Washington State
House of Representatives
Office of Program Research
BILL
ANALYSIS

Commerce & Labor Committee

HB 1732

Brief Description: Allowing additional industrial insurance benefits when social security benefits are reduced.

Sponsors: Representatives Conway, McCoy, Wood, Chase, Campbell and Santos.

Brief Summary of Bill
  • Requires the Department of Labor and Industries (Department), after a request and where appropriate, to recalculate an injured worker's time-loss benefits and pay additional benefits to the worker if a reduction in federal social security disability entitlement is made retroactively for a time period during which the Department had also reduced benefits.

Hearing Date: 2/14/05

Staff: Chris Cordes (786-7103).

Background:

In 1956, when the Congress enacted the federal social security disability program, it included provisions to coordinate benefits received under more than one disability program. Social security disability benefits for persons under age 62 were reduced by the full amount of state or federal workers' compensation benefits also being paid to the individual. This offset provision was repealed in 1958, but reenacted again in 1965.

The 1965 social security disability benefit provisions raised the age limit to age 65 and included a "reverse offset" that permits the benefit reduction to be taken by a state's workers' compensation program instead of by the federal disability program. However, in 1981, federal law was amended to allow a state to take the reverse offset only if the state had provided for a reverse offset as of February 18,1981.

Washington permitted this reverse offset beginning in 1975. When Washington's law was enacted, it applied to persons under age 62 who were receiving social security disability payments. In 1983 this age limit was raised to age 65 to correspond to the age limit change in federal law for social security disability payments. However, this age limit of 65 years was deleted in 2004 because the age of eligibility for social security retirement under federal law is no longer a predetermined age but depends on the year in which the individual attains a specified age. Instead, the Department of Labor and Industries must reduce industrial insurance time-loss or pension benefits to account for social security disability benefits received by a worker who becomes 65 years of age on or after the date that the law went into effect.

According to the Social Security Administration (SSA), the SSA is not permitted by federal law to recognize any extensions of a reverse offset provision that a state enacted after 1981. For example, the SSA does not recognize Washington's change in the law allowing a reverse offset after age 62 and will reimpose the SSA offset beginning at age 62 for social security disability beneficiaries.

To calculate the amount of the offset, the combined federal and state benefits may not exceed 80 percent of the worker's average current earnings when the disability was suffered.

Summary of Bill:

If federal social security benefits are reduced retroactively for periods of time-loss for which the Department of Labor and Industries (Department) also offset benefits to account for social security benefits, the Department, where appropriate and after a worker's request, must make changes in the offset calculations. Additional benefits may then be made to the worker after documenting an overpayment assessment by the Social Security Administration.

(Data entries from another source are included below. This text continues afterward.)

//! QName set algebra
//!
//! A [`QNameSet`] is a possibly infinite set of qualified names. It is stored
//! as a namespace predicate (a finite namespace list, either included or
//! excluded) refined by two finite exception lists: names excluded although
//! their namespace is included, and names included although their namespace
//! is excluded. That shape is closed under union, intersection and
//! complement, which is all the wildcard and determinism code needs.
//!
//! The absent namespace is spelled as the empty string throughout.

use std::collections::BTreeSet;
use std::fmt;

use crate::namespaces::QName;

/// Immutable set of qualified names
#[derive(Debug, Clone, PartialEq, Eq, Hash)]
pub struct QNameSet {
    /// When true `namespaces` lists the namespaces NOT in the set
    inverted: bool,
    namespaces: BTreeSet<String>,
    /// Names removed from otherwise-included namespaces
    excluded_names: BTreeSet<QName>,
    /// Names added from otherwise-excluded namespaces
    included_names: BTreeSet<QName>,
}

impl Default for QNameSet {
    fn default() -> Self {
        Self::empty()
    }
}

impl QNameSet {
    /// The empty set
    pub fn empty() -> Self {
        Self {
            inverted: false,
            namespaces: BTreeSet::new(),
            excluded_names: BTreeSet::new(),
            included_names: BTreeSet::new(),
        }
    }

    /// The set of every name in every namespace
    pub fn all() -> Self {
        Self {
            inverted: true,
            ..Self::empty()
        }
    }

    /// A set holding exactly one name
    pub fn singleton(name: QName) -> Self {
        Self::from_names(std::iter::once(name))
    }

    /// A finite set of names
    pub fn from_names<I: IntoIterator<Item = QName>>(names: I) -> Self {
        Self {
            included_names: names.into_iter().collect(),
            ..Self::empty()
        }
    }

    /// Every name whose namespace is one of `namespaces`
    pub fn for_namespaces<I, S>(namespaces: I) -> Self
    where
        I: IntoIterator<Item = S>,
        S: Into<String>,
    {
        Self {
            namespaces: namespaces.into_iter().map(Into::into).collect(),
            ..Self::empty()
        }
    }

    /// Every name whose namespace is NOT one of `namespaces`
    pub fn complement_namespaces<I, S>(namespaces: I) -> Self
    where
        I: IntoIterator<Item = S>,
        S: Into<String>,
    {
        Self {
            inverted: true,
            namespaces: namespaces.into_iter().map(Into::into).collect(),
            ..Self::empty()
        }
    }

    /// Whether the namespace predicate admits `namespace`
    pub fn contains_namespace(&self, namespace: &str) -> bool {
        self.namespaces.contains(namespace) != self.inverted
    }

    /// Membership test
    pub fn contains(&self, name: &QName) -> bool {
        if self.contains_namespace(name.namespace_uri()) {
            !self.excluded_names.contains(name)
        } else {
            self.included_names.contains(name)
        }
    }

    /// Whether the set has no members
    pub fn is_empty(&self) -> bool {
        !self.inverted && self.namespaces.is_empty() && self.included_names.is_empty()
    }

    /// Whether the set holds every name
    pub fn is_all(&self) -> bool {
        self.inverted && self.namespaces.is_empty() && self.excluded_names.is_empty()
    }

    /// Whether the set is a finite enumeration of names
    pub fn is_finite(&self) -> bool {
        !self.inverted && self.namespaces.is_empty()
    }

    /// The namespaces wholly included, when the set is not namespace-inverted
    pub fn included_namespaces(&self) -> Option<&BTreeSet<String>> {
        (!self.inverted).then_some(&self.namespaces)
    }

    /// The namespaces wholly excluded, when the set is namespace-inverted
    pub fn excluded_namespaces(&self) -> Option<&BTreeSet<String>> {
        self.inverted.then_some(&self.namespaces)
    }

    /// Names listed individually as members (outside the namespace predicate)
    pub fn included_names(&self) -> &BTreeSet<QName> {
        &self.included_names
    }

    /// Names listed individually as non-members (inside the namespace predicate)
    pub fn excluded_names(&self) -> &BTreeSet<QName> {
        &self.excluded_names
    }

    /// Complement
    pub fn inverse(&self) -> Self {
        Self {
            inverted: !self.inverted,
            namespaces: self.namespaces.clone(),
            excluded_names: self.included_names.clone(),
            included_names: self.excluded_names.clone(),
        }
    }

    /// Union
    pub fn union(&self, other: &Self) -> Self {
        if self.is_empty() || other.is_all() {
            return other.clone();
        }
        if other.is_empty() || self.is_all() {
            return self.clone();
        }
        Self::combine(self, other, |a, b| a || b)
    }

    /// Intersection
    pub fn intersect(&self, other: &Self) -> Self {
        if self.is_empty() || other.is_all() {
            return self.clone();
        }
        if other.is_empty() || self.is_all() {
            return other.clone();
        }
        Self::combine(self, other, |a, b| a && b)
    }

    /// Members of `self` that are not members of `other`
    pub fn difference(&self, other: &Self) -> Self {
        if self.is_empty() || other.is_empty() {
            return self.clone();
        }
        Self::combine(self, other, |a, b| a && !b)
    }

    /// Whether every member of `other` is a member of `self`
    pub fn contains_all(&self, other: &Self) -> bool {
        self == other || other.difference(self).is_empty()
    }

    /// Whether the two sets share no member
    pub fn is_disjoint(&self, other: &Self) -> bool {
        self.is_empty() || other.is_empty() || self.intersect(other).is_empty()
    }

    /// Pointwise combination of two sets under a boolean operator.
    ///
    /// Namespaces mentioned by neither side share the same default membership,
    /// so the result's predicate default is `op` applied to both defaults and
    /// only the mentioned namespaces and names need individual evaluation.
    fn combine(a: &Self, b: &Self, op: impl Fn(bool, bool) -> bool) -> Self {
        let inverted = op(a.inverted, b.inverted);

        let namespaces: BTreeSet<String> = a
            .namespaces
            .iter()
            .chain(b.namespaces.iter())
            .filter(|ns| op(a.contains_namespace(ns), b.contains_namespace(ns)) != inverted)
            .cloned()
            .collect();

        let mut result = Self {
            inverted,
            namespaces,
            excluded_names: BTreeSet::new(),
            included_names: BTreeSet::new(),
        };

        let candidates = a
            .excluded_names
            .iter()
            .chain(a.included_names.iter())
            .chain(b.excluded_names.iter())
            .chain(b.included_names.iter());

        for name in candidates {
            let member = op(a.contains(name), b.contains(name));
            let by_namespace = result.contains_namespace(name.namespace_uri());
            if member && !by_namespace {
                result.included_names.insert(name.clone());
            } else if !member && by_namespace {
                result.excluded_names.insert(name.clone());
            }
        }

        result
    }
}

impl fmt::Display for QNameSet {
    fn fmt(&self, f: &mut fmt::Formatter<'_>) -> fmt::Result {
        if self.is_all() {
            return write!(f, "{{*}}");
        }
        let namespace_label = |ns: &String| {
            if ns.is_empty() {
                "##local".to_string()
            } else {
                ns.clone()
            }
        };

        let mut parts: Vec<String> = Vec::new();
        if self.inverted {
            let excluded: Vec<String> = self.namespaces.iter().map(namespace_label).collect();
            parts.push(format!("* except ns [{}]", excluded.join(" ")));
        } else {
            parts.extend(self.namespaces.iter().map(|ns| format!("{}:*", namespace_label(ns))));
        }
        parts.extend(self.included_names.iter().map(|n| n.to_string()));
        if !self.excluded_names.is_empty() {
            let excluded: Vec<String> = self.excluded_names.iter().map(|n| n.to_string()).collect();
            parts.push(format!("except [{}]", excluded.join(" ")));
        }
        write!(f, "{{{}}}", parts.join(", "))
    }
}

#[cfg(test)]
mod tests {
    use super::*;
    use proptest::prelude::*;

    fn q(ns: &str, local: &str) -> QName {
        QName::namespaced(ns, local)
    }

    #[test]
    fn test_finite_sets() {
        let set = QNameSet::from_names([q("urn:a", "x"), q("urn:a", "y")]);
        assert!(set.contains(&q("urn:a", "x")));
        assert!(!set.contains(&q("urn:a", "z")));
        assert!(set.is_finite());
        assert!(!set.is_empty());
        assert!(QNameSet::empty().is_empty());
    }

    #[test]
    fn test_namespace_sets() {
        let set = QNameSet::for_namespaces(["urn:a", ""]);
        assert!(set.contains(&q("urn:a", "anything")));
        assert!(set.contains(&QName::local("local")));
        assert!(!set.contains(&q("urn:b", "x")));

        let other = QNameSet::complement_namespaces(["urn:t", ""]);
        assert!(other.contains(&q("urn:b", "x")));
        assert!(!other.contains(&q("urn:t", "x")));
        assert!(!other.contains(&QName::local("x")));
    }

    #[test]
    fn test_union_and_intersect() {
        let a = QNameSet::for_namespaces(["urn:a"]);
        let x = QNameSet::singleton(q("urn:b", "x"));

        let union = a.union(&x);
        assert!(union.contains(&q("urn:a", "y")));
        assert!(union.contains(&q("urn:b", "x")));
        assert!(!union.contains(&q("urn:b", "y")));

        let intersect = union.intersect(&QNameSet::for_namespaces(["urn:b"]));
        assert_eq!(intersect, x);
    }

    #[test]
    fn test_difference_leaves_exceptions() {
        let all_a = QNameSet::for_namespaces(["urn:a"]);
        let minus = all_a.difference(&QNameSet::singleton(q("urn:a", "x")));
        assert!(!minus.contains(&q("urn:a", "x")));
        assert!(minus.contains(&q("urn:a", "y")));
        assert_eq!(minus.excluded_names().len(), 1);
    }

    #[test]
    fn test_contains_all_and_disjoint() {
        let any = QNameSet::all();
        let other = QNameSet::complement_namespaces(["urn:t", ""]);
        let enumerated = QNameSet::for_namespaces(["urn:b", "urn:c"]);

        assert!(any.contains_all(&other));
        assert!(!other.contains_all(&any));
        assert!(other.contains_all(&enumerated));
        assert!(!enumerated.contains_all(&other));

        assert!(QNameSet::singleton(q("urn:t", "a")).is_disjoint(&other));
        assert!(!enumerated.is_disjoint(&other));
        assert!(QNameSet::empty().is_disjoint(&any));
    }

    #[test]
    fn test_inverse() {
        let set = QNameSet::for_namespaces(["urn:a"]).union(&QNameSet::singleton(q("urn:b", "x")));
        let inverse = set.inverse();
        assert!(!inverse.contains(&q("urn:a", "y")));
        assert!(!inverse.contains(&q("urn:b", "x")));
        assert!(inverse.contains(&q("urn:b", "y")));
        assert_eq!(inverse.inverse(), set);
        assert!(QNameSet::empty().inverse().is_all());
    }

    #[test]
    fn test_display() {
        assert_eq!(QNameSet::all().to_string(), "{*}");
        assert_eq!(QNameSet::singleton(q("urn:a", "x")).to_string(), "{{urn:a}x}");
        assert_eq!(QNameSet::for_namespaces([""]).to_string(), "{##local:*}");
    }

    fn arb_name() -> impl Strategy<Value = QName> {
        (prop::sample::select(vec!["", "urn:a", "urn:b"]), prop::sample::select(vec!["x", "y"]))
            .prop_map(|(ns, local)| QName::new(Some(ns), local))
    }

    fn arb_set() -> impl Strategy<Value = QNameSet> {
        let leaf = prop_oneof![
            Just(QNameSet::empty()),
            Just(QNameSet::all()),
            arb_name().prop_map(QNameSet::singleton),
            prop::sample::select(vec!["", "urn:a", "urn:b"]).prop_map(|ns| QNameSet::for_namespaces([ns])),
            prop::sample::select(vec!["", "urn:a", "urn:b"])
                .prop_map(|ns| QNameSet::complement_namespaces([ns])),
        ];
        leaf.prop_recursive(3, 16, 2, |inner| {
            prop_oneof![
                (inner.clone(), inner.clone()).prop_map(|(a, b)| a.union(&b)),
                (inner.clone(), inner.clone()).prop_map(|(a, b)| a.intersect(&b)),
                inner.prop_map(|a| a.inverse()),
            ]
        })
    }

    proptest! {
        #[test]
        fn prop_operations_are_pointwise(a in arb_set(), b in arb_set(), name in arb_name()) {
            prop_assert_eq!(a.union(&b).contains(&name), a.contains(&name) || b.contains(&name));
            prop_assert_eq!(a.intersect(&b).contains(&name), a.contains(&name) && b.contains(&name));
            prop_assert_eq!(a.difference(&b).contains(&name), a.contains(&name) && !b.contains(&name));
            prop_assert_eq!(a.inverse().contains(&name), !a.contains(&name));
        }

        #[test]
        fn prop_containment_laws(a in arb_set(), b in arb_set()) {
            prop_assert!(a.union(&b).contains_all(&a));
            prop_assert!(a.contains_all(&a.intersect(&b)));
            prop_assert!(a.is_disjoint(&a.inverse()));
            prop_assert_eq!(a.is_disjoint(&b), b.is_disjoint(&a));
        }
    }
}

These additional benefits are paid without interest and without regard to whether the worker's claim is closed. This action does not affect the status of the claim or the date of claim closure.

These provisions apply to all requests for adjustment that are received, or for which a final and binding determination in response to a request has not been made, by the bill's effective date.
      
Rules Authority: The bill does not contain provisions addressing the rule-making powers of an agency.

Appropriation: None.

Fiscal Note: Requested on February 9, 2005.

Effective Date: The bill takes effect 90 days after adjournment of session in which bill is passed.